Fraschina es licenciado en Economía (UBA), posee una Maestría en Sociología Económica (UNSAM) y es Mg. en Historia Económica y de las Políticas Económicas (UBA). Además, es director de la carrera de Economía de la Universidad Nacional de Avellaneda e integrante de EPPA, (Economía Política Para la Argentina).

El autor explicó que el modelo de valorización financiera conlleva la «destrucción de la industria nacional, el crecimiento de la desocupación y la caída de los salarios”. Además, advirtió que «generan burbujas que tarde o temprano explotan».

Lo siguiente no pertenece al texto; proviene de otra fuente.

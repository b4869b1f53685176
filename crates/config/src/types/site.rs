//! Public site URLs.

/// Site URL overrides.
///
/// Both fields stay `None` unless the deployment supplies them; the host
/// application then falls back to the URLs stored in its own database.
#[derive(Debug, Clone, Default, PartialEq, Eq)]
pub struct SiteConfig {
    /// Public address of the site (`WP_HOME`).
    pub home_url: Option<String>,
    /// Address where core files are served (`WP_SITEURL`).
    pub site_url: Option<String>,
}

En ese marco, aseguró que el actual gobierno necesita la baja del Riego País para rehabilitar el endeudamiento público y «luego flexibilizar el cepo» para que «los especuladores tengan los dólares para cuando se quieran ir», por lo que consideró que «no hay manera de que termine bien».

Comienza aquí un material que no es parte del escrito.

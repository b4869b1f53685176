//! CLI argument definitions and parsing.
//!
//! Responsibilities:
//! - Define the CLI structure using clap derive macros.
//! - Carry explicit overrides that sit above environment variables.
//!
//! Non-responsibilities:
//! - Does not execute commands (see `dispatch` module).
//! - Does not resolve configuration (see `wp_env_config::ConfigLoader`).

use clap::{Parser, Subcommand};
use std::path::PathBuf;

use crate::formatters::OutputFormat;

#[derive(Parser)]
#[command(name = "wp-env")]
#[command(about = "Resolve WordPress deployment configuration from the environment", long_about = None)]
#[command(version)]
#[command(
    after_help = "Examples:\n  wp-env show\n  wp-env show --format php --show-secrets > wp-config-local.php\n  WORDPRESS_DB_HOST=mysql:3306 wp-env get DB_HOST\n  wp-env --env-file staging.env check\n"
)]
pub struct Cli {
    /// Do not read a `.env` file (same as DOTENV_DISABLED=1)
    #[arg(long, global = true)]
    pub no_dotenv: bool,

    /// Read environment overrides from this file instead of `./.env`
    #[arg(long, global = true, value_name = "FILE", conflicts_with = "no_dotenv")]
    pub env_file: Option<PathBuf>,

    /// Enable debug logging on stderr (RUST_LOG takes precedence)
    #[arg(short, long, global = true)]
    pub verbose: bool,

    /// Database name, overriding WORDPRESS_DB_NAME
    #[arg(long, global = true)]
    pub db_name: Option<String>,

    /// Database user, overriding WORDPRESS_DB_USER
    #[arg(long, global = true)]
    pub db_user: Option<String>,

    /// Database host, overriding WORDPRESS_DB_HOST
    #[arg(long, global = true)]
    pub db_host: Option<String>,

    /// Home URL, overriding WP_HOME
    #[arg(long, global = true)]
    pub home_url: Option<String>,

    /// Site URL, overriding WP_SITEURL
    #[arg(long, global = true)]
    pub site_url: Option<String>,

    #[command(subcommand)]
    pub command: Commands,
}

#[derive(Subcommand)]
pub enum Commands {
    /// Print every resolved constant
    Show {
        /// Output format
        #[arg(short, long, value_enum, default_value_t = OutputFormat::Env)]
        format: OutputFormat,

        /// Print the database password instead of a placeholder
        #[arg(long)]
        show_secrets: bool,
    },

    /// Print the value of one constant
    Get {
        /// Constant name, e.g. DB_HOST
        name: String,
    },

    /// Resolve the configuration once and report a summary
    Check,
}

#[cfg(test)]
mod tests {
    use super::*;
    use clap::CommandFactory;

    #[test]
    fn test_cli_definition_is_valid() {
        Cli::command().debug_assert();
    }

    #[test]
    fn test_overrides_are_global() {
        let cli = Cli::try_parse_from(["wp-env", "show", "--db-host", "cli-db:3307"]).unwrap();
        assert_eq!(cli.db_host.as_deref(), Some("cli-db:3307"));
        assert!(matches!(
            cli.command,
            Commands::Show {
                format: OutputFormat::Env,
                show_secrets: false
            }
        ));
    }

    #[test]
    fn test_env_file_conflicts_with_no_dotenv() {
        let result = Cli::try_parse_from(["wp-env", "--no-dotenv", "--env-file", "x.env", "check"]);
        assert!(result.is_err());
    }
}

El trabajo que cuenta con la participación de reconocidos economistas plantea la existencia de otros dos modelos económicos en el país: el «desarrollismo» y un tercero al que decidieron nombrar como «justicialista».

«El desarrollismo que formuló por primera vez Frigerio apuesta a un proceso de industrialización pero plantea que su financiamiento debe surgir del salario bajo de la clase obrera», explicó.

En cuanto al «justicialista», Fraschina señaló: «El modelo por el que nosotros abogamos también quiere industrializar pero el financiamiento lo pretende obtener través de la apropiación de las rentas extraordinarias de algunos sectores. Pero para eso hay que discutir con los grupos de poder». Además, señaló que en esta alternativa es fundamental que la energía y los alimentos «sean baratos».

Para el autor, la aplicación de ese modelo requiere fortalecer la «comunidad organizada» y consideró que también se debe avanzar hacia una «actualización de su programa» que contemple el surgimiento de nuevos fenómenos como las economías de plataformas.